Lynn Lane, the trust's human resources director, said: "The trust has fully acknowledged that this has become an important issue for Mrs Chaplin, which is why we offered her a number of different options in the hope that a mutually acceptable solution could be agreed.

"We are very disappointed that this matter could not have been resolved before now. For the trust, this has always been about compliance with our agreed uniform policy and the safety of staff and patients. Our policy on necklaces accords with most other trusts' dress codes and Department of Health guidelines.

"Sadly, it appears that Mrs Chaplin may have been deflected from agreeing a sensible and pragmatic resolution of this dispute by the involvement of other parties outside the trust."

Speaking last September, when she was eight months from retirement, Mrs Chaplin said: "For about 30 years I have worked in the NHS and nursed patients day and night and on no occasion has my cross caused me or anyone else any injury - and to my knowledge, no patient has ever complained about me wearing it.

"The trust even refused to test the 'breaking strain' on the necklace."

She added: "Everyone I have ever worked with has clearly known I am a Christian: it is what motivates me to care for others."

She claimed other members of staff have been allowed to wear necklaces. The trust said necklaces of all kinds are banned but admitted there may have been "lapses".

She continued: "This smacks of double standards and appears to discriminate against Christians.

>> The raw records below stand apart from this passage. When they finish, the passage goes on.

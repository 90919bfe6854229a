//! Provider selection from configuration.

use std::sync::Arc;
use tracing::{info, warn};
use wayfarer_config::AppConfig;
use wayfarer_core::provider::Provider;

use crate::offline::OfflineProvider;
use crate::openai_compat::OpenAiCompatProvider;

/// Providers that serve a local endpoint and need no API key.
const KEYLESS: &[&str] = &["ollama", "vllm", "llamacpp", "llama.cpp"];

/// Build the provider the agent should talk to.
///
/// Falls back to the offline keyword provider when `default_provider` is
/// "offline", when a hosted provider is selected without an API key, or
/// when an unknown provider has no `api_url`.
pub fn build_from_config(config: &AppConfig) -> Arc<dyn Provider> {
    let name = config.default_provider.as_str();
    let keyless = KEYLESS.contains(&name);

    if name == "offline" || (!keyless && !config.has_api_key()) {
        info!(configured = %name, "No API key available, using the offline provider");
        return Arc::new(OfflineProvider::new());
    }

    let Some(base_url) = config.api_url.clone().or_else(|| default_base_url(name)) else {
        warn!(provider = %name, "Unknown provider without api_url, using the offline provider");
        return Arc::new(OfflineProvider::new());
    };
    let api_key = config.api_key.clone().unwrap_or_else(|| name.to_string());

    info!(provider = %name, base_url = %base_url, model = %config.default_model, "Using remote provider");
    Arc::new(OpenAiCompatProvider::new(name, base_url, api_key))
}

/// Get the default base URL for well-known providers.
pub fn default_base_url(provider_name: &str) -> Option<String> {
    let url = match provider_name {
        "openrouter" => "https://openrouter.ai/api/v1",
        "openai" => "https://api.openai.com/v1",
        "ollama" => "http://localhost:11434/v1",
        "deepseek" => "https://api.deepseek.com/v1",
        "groq" => "https://api.groq.com/openai/v1",
        "together" => "https://api.together.xyz/v1",
        "vllm" => "http://localhost:8000/v1",
        "llamacpp" | "llama.cpp" => "http://localhost:8080/v1",
        _ => return None,
    };
    Some(url.to_string())
}
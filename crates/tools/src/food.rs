//! Food recommendation tool.
//!
//! Known cities get their signature dishes; anything else gets a random
//! handful of general eating-out tips.

use async_trait::async_trait;
use rand::seq::IndexedRandom;
use wayfarer_core::error::ToolError;
use wayfarer_core::tool::{Tool, ToolArgs};

use crate::city::City;

pub struct FoodRecommendTool;

struct Dish {
    name: &'static str,
    where_to: &'static str,
    price: &'static str,
    note: &'static str,
}

const fn dish(
    name: &'static str,
    where_to: &'static str,
    price: &'static str,
    note: &'static str,
) -> Dish {
    Dish {
        name,
        where_to,
        price,
        note,
    }
}

fn dishes_for(city: City) -> &'static [Dish] {
    const BEIJING: &[Dish] = &[
        dish("Peking duck", "Quanjude, Bianyifang", "¥150-300", "Crisp skin, served with pancakes and sweet bean sauce"),
        dish("Zhajiangmian", "Old Beijing noodle houses", "¥25-40", "Noodles with fried soybean paste"),
        dish("Douzhi", "Huguosi Snacks", "¥8-15", "Fermented mung bean drink, an acquired taste"),
        dish("Tanghulu", "Wangfujing snack street", "¥10-20", "Candied hawthorn skewers, best in winter"),
    ];
    const SHANGHAI: &[Dish] = &[
        dish("Xiaolongbao", "Nanxiang Steamed Bun", "¥30-50", "Thin skin, full of soup"),
        dish("Shengjianbao", "Da Hu Chun", "¥20-35", "Pan-fried buns with a crisp base"),
        dish("Sweet and sour spare ribs", "Benbang restaurants", "¥35-60", "Glossy, tangy and sweet"),
    ];
    const GUANGZHOU: &[Dish] = &[
        dish("White cut chicken", "Taotaoju", "¥45-80", "A Cantonese classic, tender and fresh"),
        dish("Har gow", "Dian Dou De", "¥20-35", "Translucent shrimp dumplings"),
        dish("Beef chow fun", "Guangzhou Restaurant", "¥25-40", "Silky rice noodles with wok-seared beef"),
        dish("Double-skin milk", "Nanxin Desserts", "¥15-25", "Rich, smooth milk pudding"),
    ];
    const SHENZHEN: &[Dish] = &[
        dish("Chaoshan beef hotpot", "Futian hotpot houses", "¥80-150", "Hand-cut beef, cooked for seconds"),
        dish("Shajing oysters", "Bao'an seafood streets", "¥50-100", "Grilled with garlic"),
    ];
    const CHENGDU: &[Dish] = &[
        dish("Sichuan hotpot", "Shu Daxia", "¥100-180", "Numbing and spicy, ask for a split pot"),
        dish("Mapo tofu", "Chen Mapo Tofu", "¥20-40", "The original recipe, fiery and fragrant"),
        dish("Dan dan noodles", "Street stalls", "¥10-20", "Chili oil and minced pork"),
    ];
    const HANGZHOU: &[Dish] = &[
        dish("West Lake vinegar fish", "Louwailou", "¥80-150", "Sweet and sour grass carp"),
        dish("Dongpo pork", "Zhiweiguan", "¥40-70", "Slow-braised pork belly"),
        dish("Longjing shrimp", "Lakeside restaurants", "¥60-120", "River shrimp with Dragon Well tea leaves"),
    ];

    match city {
        City::Beijing => BEIJING,
        City::Shanghai => SHANGHAI,
        City::Guangzhou => GUANGZHOU,
        City::Shenzhen => SHENZHEN,
        City::Chengdu => CHENGDU,
        City::Hangzhou => HANGZHOU,
    }
}

const GENERAL_TIPS: &[&str] = &[
    "Look for long-established local restaurants",
    "Try the street snacks",
    "A busy place is usually a good place",
    "Check reviews in a food app",
    "Mind your dietary restrictions",
    "Choose restaurants with a good hygiene record",
];

const TIPS_PER_ANSWER: usize = 3;

#[async_trait]
impl Tool for FoodRecommendTool {
    fn name(&self) -> &str {
        "food_recommend"
    }

    fn description(&self) -> &str {
        "Recommend local specialities, restaurants and snack streets."
    }

    async fn execute(&self, args: &ToolArgs) -> Result<String, ToolError> {
        let query = args.require_text("query")?;

        if let Some(city) = City::find_in(query) {
            let mut out = format!("Local food in {}:\n\n", city.label());
            for (i, d) in dishes_for(city).iter().enumerate() {
                out.push_str(&format!(
                    "{}. {}\n   Where: {}\n   Price: {}\n   {}\n\n",
                    i + 1,
                    d.name,
                    d.where_to,
                    d.price,
                    d.note
                ));
            }
            out.push_str(
                "Dining tips:\n\
                 - Old, well-known names are a safe bet\n\
                 - Avoid the peak meal rush\n\
                 - Explore the local snack streets\n\
                 - Keep an eye on food hygiene",
            );
            return Ok(out);
        }

        tracing::debug!(query, "No food table entry, picking general tips");
        let mut out = format!("Food ideas for '{query}':\n\nGeneral tips:\n");
        let tips: Vec<&str> = GENERAL_TIPS
            .choose_multiple(&mut rand::rng(), TIPS_PER_ANSWER)
            .copied()
            .collect();
        for tip in tips {
            out.push_str(&format!("   {tip}\n"));
        }
        Ok(out.trim_end().to_string())
    }
}
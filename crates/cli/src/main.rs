//! Wayfarer CLI — the main entry point.
//!
//! Commands:
//! - `chat`    — Interactive chat or single-message mode
//! - `serve`   — Start the HTTP API server
//! - `demo`    — Run the canned demo queries through the agent
//! - `tools`   — List the travel tools
//! - `init`    — Write a default config file
//! - `doctor`  — Diagnose configuration and provider health

use clap::{Parser, Subcommand};

mod commands;

#[derive(Parser)]
#[command(
    name = "wayfarer",
    about = "Wayfarer — a tool-calling travel planning agent",
    version
)]
struct Cli {
    #[command(subcommand)]
    command: Commands,

    /// Enable verbose logging
    #[arg(short, long, global = true)]
    verbose: bool,

    /// Emit logs as JSON lines
    #[arg(long, global = true)]
    json_logs: bool,
}

#[derive(Subcommand)]
enum Commands {
    /// Chat with the travel agent
    Chat {
        /// Send a single message instead of entering interactive mode
        #[arg(short, long)]
        message: Option<String>,
    },

    /// Start the HTTP API server
    Serve {
        /// Override the port
        #[arg(short, long)]
        port: Option<u16>,
    },

    /// Run the demo queries with the offline provider
    Demo {
        /// Seconds to pause between queries
        #[arg(long, default_value_t = 0)]
        pause: u64,
    },

    /// List the available tools
    Tools,

    /// Write a default config file to ~/.wayfarer/config.toml
    Init {
        /// Overwrite an existing file
        #[arg(long)]
        force: bool,
    },

    /// Diagnose configuration and provider health
    Doctor,
}

#[tokio::main]
async fn main() -> Result<(), Box<dyn std::error::Error>> {
    let cli = Cli::parse();

    // Initialize tracing
    // The server logs requests; interactive commands keep stderr quiet.
    let filter = match (&cli.command, cli.verbose) {
        (_, true) => "debug",
        (Commands::Serve { .. }, false) => "info",
        _ => "warn",
    };
    let env_filter = tracing_subscriber::EnvFilter::try_from_default_env()
        .unwrap_or_else(|_| tracing_subscriber::EnvFilter::new(filter));
    let builder = tracing_subscriber::fmt()
        .with_env_filter(env_filter)
        .with_writer(std::io::stderr)
        .with_target(false);
    if cli.json_logs {
        builder.json().init();
    } else {
        builder.init();
    }

    match cli.command {
        Commands::Chat { message } => commands::chat::run(message).await?,
        Commands::Serve { port } => commands::serve::run(port).await?,
        Commands::Demo { pause } => commands::demo::run(pause).await?,
        Commands::Tools => commands::tools::run()?,
        Commands::Init { force } => commands::init::run(force)?,
        Commands::Doctor => commands::doctor::run().await?,
    }

    Ok(())
}
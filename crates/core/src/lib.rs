//! # Wayfarer Core
//!
//! Domain types, traits, and error definitions for the Wayfarer travel agent.
//! This crate has **no framework dependencies**: it defines the domain model
//! that the provider, tool, agent and shell crates implement against.
//!
//! ## Design Philosophy
//!
//! The language-model gateway ([`Provider`]) and the local capabilities
//! ([`Tool`]) are traits defined here. Implementations live in their
//! respective crates, so the agent loop can be driven by scripted providers
//! and stub tools in tests.

pub mod error;
pub mod event;
pub mod message;
pub mod provider;
pub mod tool;

// Re-export key types at crate root for ergonomics
pub use error::{ContextError, Error, ProviderError, Result, ToolError};
pub use event::{DomainEvent, EventBus};
pub use message::{Conversation, ConversationId, Message, MessageToolCall, Role};
pub use provider::{Provider, ProviderRequest, ProviderResponse, ToolDefinition, Usage};
pub use tool::{ArgValue, ParamKind, ParamSpec, Tool, ToolArgs, ToolRegistry};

"This blatant piece of political correctness amounts to the marginalising of employees' personal human rights, a blanket 'secularising and neutralising' of the NHS intended to stop Christians from expressing their faith in the public services of the NHS."

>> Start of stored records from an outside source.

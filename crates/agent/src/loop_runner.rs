//! The agent reasoning loop implementation.

use chrono::Utc;
use serde::{Deserialize, Serialize};
use std::sync::Arc;
use std::time::{Duration, Instant};
use tracing::{debug, info, warn};
use wayfarer_config::AppConfig;
use wayfarer_core::error::ProviderError;
use wayfarer_core::event::{DomainEvent, EventBus};
use wayfarer_core::message::{Conversation, ConversationId, Message, MessageToolCall};
use wayfarer_core::provider::{Provider, ProviderRequest, ProviderResponse};
use wayfarer_core::tool::{ToolArgs, ToolRegistry};

use crate::prompt;

/// Returned in place of an answer when the step ceiling is hit.
pub const CEILING_MESSAGE: &str = "Sorry, I reached the maximum number of reasoning steps \
while handling your request. Please start a new conversation.";

pub const DEFAULT_MAX_STEPS: usize = 10;
pub const DEFAULT_REQUEST_TIMEOUT: Duration = Duration::from_secs(60);

/// Where the loop is in its protocol.
#[derive(Debug, Clone, Copy, PartialEq, Eq, Serialize)]
#[serde(rename_all = "snake_case")]
pub enum LoopState {
    /// No turn in progress (fresh, reset, or between turns before the first call)
    Idle,
    AwaitingModel,
    DispatchingTools,
    /// The last turn ended with a model answer
    Done,
    /// The last turn ran out of steps
    CeilingReached,
    /// The last turn ended with a gateway failure
    Failed,
}

/// How a turn ended.
#[derive(Debug, Clone, Copy, PartialEq, Eq, Serialize, Deserialize)]
#[serde(rename_all = "snake_case")]
pub enum Outcome {
    Answered,
    CeilingReached,
}

/// The result of one `process_turn` call.
#[derive(Debug, Clone, Serialize)]
pub struct TurnOutcome {
    /// The model's final text, or [`CEILING_MESSAGE`]
    pub answer: String,
    pub outcome: Outcome,
    /// Gateway round-trips made
    pub steps: usize,
    /// Tool calls that produced a tool message
    pub tool_calls_made: usize,
    /// Tool calls dropped for bad arguments or an unknown name
    pub skipped_calls: usize,
}

/// The bounded reasoning loop. Owns its conversation context.
pub struct AgentLoop {
    /// The LLM provider to use
    provider: Arc<dyn Provider>,

    /// The model to use
    model: String,

    /// Temperature setting
    temperature: f32,

    /// Max tokens per response
    max_tokens: Option<u32>,

    /// Tool registry
    tools: Arc<ToolRegistry>,

    /// Event bus for domain events
    event_bus: Arc<EventBus>,

    /// Inserted as the first message of every fresh context
    system_prompt: String,

    /// Gateway round-trips allowed per turn
    max_steps: usize,

    /// Deadline for each gateway call
    request_timeout: Duration,

    conversation: Conversation,
    state: LoopState,
}

impl AgentLoop {
    /// Create a new agent loop with an empty context.
    pub fn new(
        provider: Arc<dyn Provider>,
        model: impl Into<String>,
        temperature: f32,
        tools: Arc<ToolRegistry>,
        event_bus: Arc<EventBus>,
    ) -> Self {
        let system_prompt = prompt::system_prompt(&tools);
        Self {
            provider,
            model: model.into(),
            temperature,
            max_tokens: None,
            tools,
            event_bus,
            system_prompt,
            max_steps: DEFAULT_MAX_STEPS,
            request_timeout: DEFAULT_REQUEST_TIMEOUT,
            conversation: Conversation::new(),
            state: LoopState::Idle,
        }
    }

    /// Create a loop with the model, limits and prompt taken from configuration.
    pub fn from_config(
        config: &AppConfig,
        provider: Arc<dyn Provider>,
        tools: Arc<ToolRegistry>,
        event_bus: Arc<EventBus>,
    ) -> Self {
        let mut agent = Self::new(
            provider,
            &config.default_model,
            config.default_temperature,
            tools,
            event_bus,
        )
        .with_max_steps(config.agent.max_steps)
        .with_request_timeout(Duration::from_secs(config.agent.request_timeout_secs));

        if let Some(max) = config.default_max_tokens {
            agent = agent.with_max_tokens(max);
        }
        if let Some(prompt) = &config.agent.system_prompt {
            agent = agent.with_system_prompt(prompt);
        }
        agent
    }

    /// Set the maximum number of gateway round-trips per turn (at least 1).
    pub fn with_max_steps(mut self, max: usize) -> Self {
        self.max_steps = max.max(1);
        self
    }

    /// Set the deadline for each gateway call.
    pub fn with_request_timeout(mut self, timeout: Duration) -> Self {
        self.request_timeout = timeout;
        self
    }

    /// Replace the default system prompt.
    pub fn with_system_prompt(mut self, prompt: impl Into<String>) -> Self {
        self.system_prompt = prompt.into();
        self
    }

    /// Set the max tokens per LLM response.
    pub fn with_max_tokens(mut self, max: u32) -> Self {
        self.max_tokens = Some(max);
        self
    }

    /// Label the context, e.g. with the session id it serves.
    pub fn with_conversation_id(mut self, id: impl AsRef<str>) -> Self {
        self.conversation.id = ConversationId::from(id.as_ref());
        self
    }

    /// Process a user input and return the final text.
    pub async fn process(&mut self, input: &str) -> Result<String, wayfarer_core::Error> {
        Ok(self.process_turn(input).await?.answer)
    }

    /// Process a user input and report how the turn went.
    ///
    /// Only a gateway failure is returned as an error. Unparseable arguments
    /// and unknown tools are skipped; tool failures become tool messages.
    pub async fn process_turn(&mut self, input: &str) -> Result<TurnOutcome, wayfarer_core::Error> {
        info!(
            conversation_id = %self.conversation.id,
            messages = self.conversation.len(),
            "Processing user input"
        );

        if self.conversation.is_empty() {
            self.conversation.push(Message::system(&self.system_prompt))?;
        }
        self.conversation.push(Message::user(input))?;

        let tool_definitions = self.tools.definitions();
        let mut steps = 0;
        let mut tool_calls_made = 0;
        let mut skipped_calls = 0;

        while steps < self.max_steps {
            steps += 1;
            self.state = LoopState::AwaitingModel;

            debug!(
                conversation_id = %self.conversation.id,
                step = steps,
                "Agent loop step"
            );

            let request = ProviderRequest {
                model: self.model.clone(),
                messages: self.conversation.messages().to_vec(),
                temperature: self.temperature,
                max_tokens: self.max_tokens,
                tools: tool_definitions.clone(),
            };

            let response = match self.call_provider(request).await {
                Ok(response) => response,
                Err(e) => {
                    self.state = LoopState::Failed;
                    warn!(conversation_id = %self.conversation.id, error = %e, "Provider call failed");
                    self.event_bus.publish(DomainEvent::ErrorOccurred {
                        context: format!("provider:{}", self.provider.name()),
                        error_message: e.to_string(),
                        timestamp: Utc::now(),
                    });
                    return Err(e.into());
                }
            };

            self.event_bus.publish(DomainEvent::ResponseGenerated {
                conversation_id: self.conversation.id.to_string(),
                model: response.model.clone(),
                tokens_used: response.usage.as_ref().map_or(0, |u| u.total_tokens),
                tool_calls: response.message.tool_calls.len(),
                timestamp: Utc::now(),
            });

            let message = response.message;
            if !message.has_tool_calls() {
                let answer = message.content.clone();
                self.append(message)?;
                self.state = LoopState::Done;
                return Ok(TurnOutcome {
                    answer,
                    outcome: Outcome::Answered,
                    steps,
                    tool_calls_made,
                    skipped_calls,
                });
            }

            debug!(tool_count = message.tool_calls.len(), "Executing tool calls");
            let calls = message.tool_calls.clone();
            self.append(message)?;
            self.state = LoopState::DispatchingTools;

            for call in &calls {
                if self.dispatch(call).await? {
                    tool_calls_made += 1;
                } else {
                    skipped_calls += 1;
                }
            }
        }

        warn!(
            conversation_id = %self.conversation.id,
            steps,
            "Step ceiling reached without a final answer"
        );
        self.state = LoopState::CeilingReached;
        Ok(TurnOutcome {
            answer: CEILING_MESSAGE.to_string(),
            outcome: Outcome::CeilingReached,
            steps,
            tool_calls_made,
            skipped_calls,
        })
    }

    async fn call_provider(&self, request: ProviderRequest) -> Result<ProviderResponse, ProviderError> {
        match tokio::time::timeout(self.request_timeout, self.provider.complete(request)).await {
            Ok(result) => result,
            Err(_) => Err(ProviderError::Timeout(format!(
                "no response from {} within {}s",
                self.provider.name(),
                self.request_timeout.as_secs_f32()
            ))),
        }
    }

    /// Run one tool call. Returns whether a tool message was appended.
    async fn dispatch(&mut self, call: &MessageToolCall) -> Result<bool, wayfarer_core::Error> {
        let args = match ToolArgs::parse(&call.arguments) {
            Ok(args) => args,
            Err(e) => {
                warn!(tool = %call.name, call_id = %call.id, error = %e, "Skipping tool call with unparseable arguments");
                self.publish_skip(call, e.to_string());
                return Ok(false);
            }
        };

        let tools = Arc::clone(&self.tools);
        let Some(tool) = tools.get(&call.name) else {
            debug!(tool = %call.name, call_id = %call.id, "Skipping call to unknown tool");
            self.publish_skip(call, format!("unknown tool '{}'", call.name));
            return Ok(false);
        };

        let start = Instant::now();
        let result = tool.call(&args).await;
        let duration_ms = start.elapsed().as_millis() as u64;

        self.event_bus.publish(DomainEvent::ToolExecuted {
            tool_name: call.name.clone(),
            success: result.is_ok(),
            duration_ms,
            timestamp: Utc::now(),
        });

        let content = match result {
            Ok(output) => output,
            Err(e) => {
                warn!(tool = %call.name, error = %e, "Tool execution failed");
                format!("Tool execution failed: {e}")
            }
        };

        self.append(Message::tool_result(&call.id, content))?;
        Ok(true)
    }

    /// Push a mid-turn message. A rejected message fails the turn.
    fn append(&mut self, message: Message) -> Result<(), wayfarer_core::Error> {
        if let Err(e) = self.conversation.push(message) {
            self.state = LoopState::Failed;
            warn!(conversation_id = %self.conversation.id, error = %e, "Context rejected message");
            self.event_bus.publish(DomainEvent::ErrorOccurred {
                context: "context".into(),
                error_message: e.to_string(),
                timestamp: Utc::now(),
            });
            return Err(e.into());
        }
        Ok(())
    }

    fn publish_skip(&self, call: &MessageToolCall, reason: String) {
        self.event_bus.publish(DomainEvent::ToolCallSkipped {
            call_id: call.id.clone(),
            tool_name: call.name.clone(),
            reason,
            timestamp: Utc::now(),
        });
    }

    /// Drop the whole context. The next turn starts with a fresh system message.
    pub fn reset_context(&mut self) {
        self.conversation.clear();
        self.state = LoopState::Idle;
    }

    /// Read-only view of the context.
    pub fn context(&self) -> &[Message] {
        self.conversation.messages()
    }

    pub fn conversation(&self) -> &Conversation {
        &self.conversation
    }

    pub fn state(&self) -> LoopState {
        self.state
    }

    pub fn provider_name(&self) -> &str {
        self.provider.name()
    }

    pub fn model(&self) -> &str {
        &self.model
    }

    pub fn tools(&self) -> &ToolRegistry {
        &self.tools
    }

    pub fn max_steps(&self) -> usize {
        self.max_steps
    }
}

In February, Nadia Eweida, 58, lost an appeal against a ruling which cleared British Airways of discrimination by stopping her wearing a cross visibly at work.

The Christian, from Twickenham, south-west London, had wanted three judges to overturn a decision by the Employment Appeal Tribunal that she was not a victim of indirect religious or belief discrimination.

Vincent Cable, Ms Eweida's MP and the Liberal Democrat Treasury spokesman, said after the ruling: "We fight on and we fight on to the Supreme Court over this important issue of principle and freedom of expression."

Shami Chakrabarti, director of human rights group Liberty, said ahead of the latest case: "We hope that the trust and those representing Ms Chaplin will genuinely seek to resolve this case in her interests without delay.

"Safety concerns about the wearing of crosses can easily be met with breakable chains but freedom of thought, conscience and religion should bind people of all faiths and none together. There are many who seek to create divisions in society and irrational bureaucracy plays into their hands.

"Rights and freedoms have to be seen to protect everyone with an even hand. The Supreme Court has an opportunity to ensure this in the lead case of Nadia Eweida and British Airways. Let's hope it seizes it."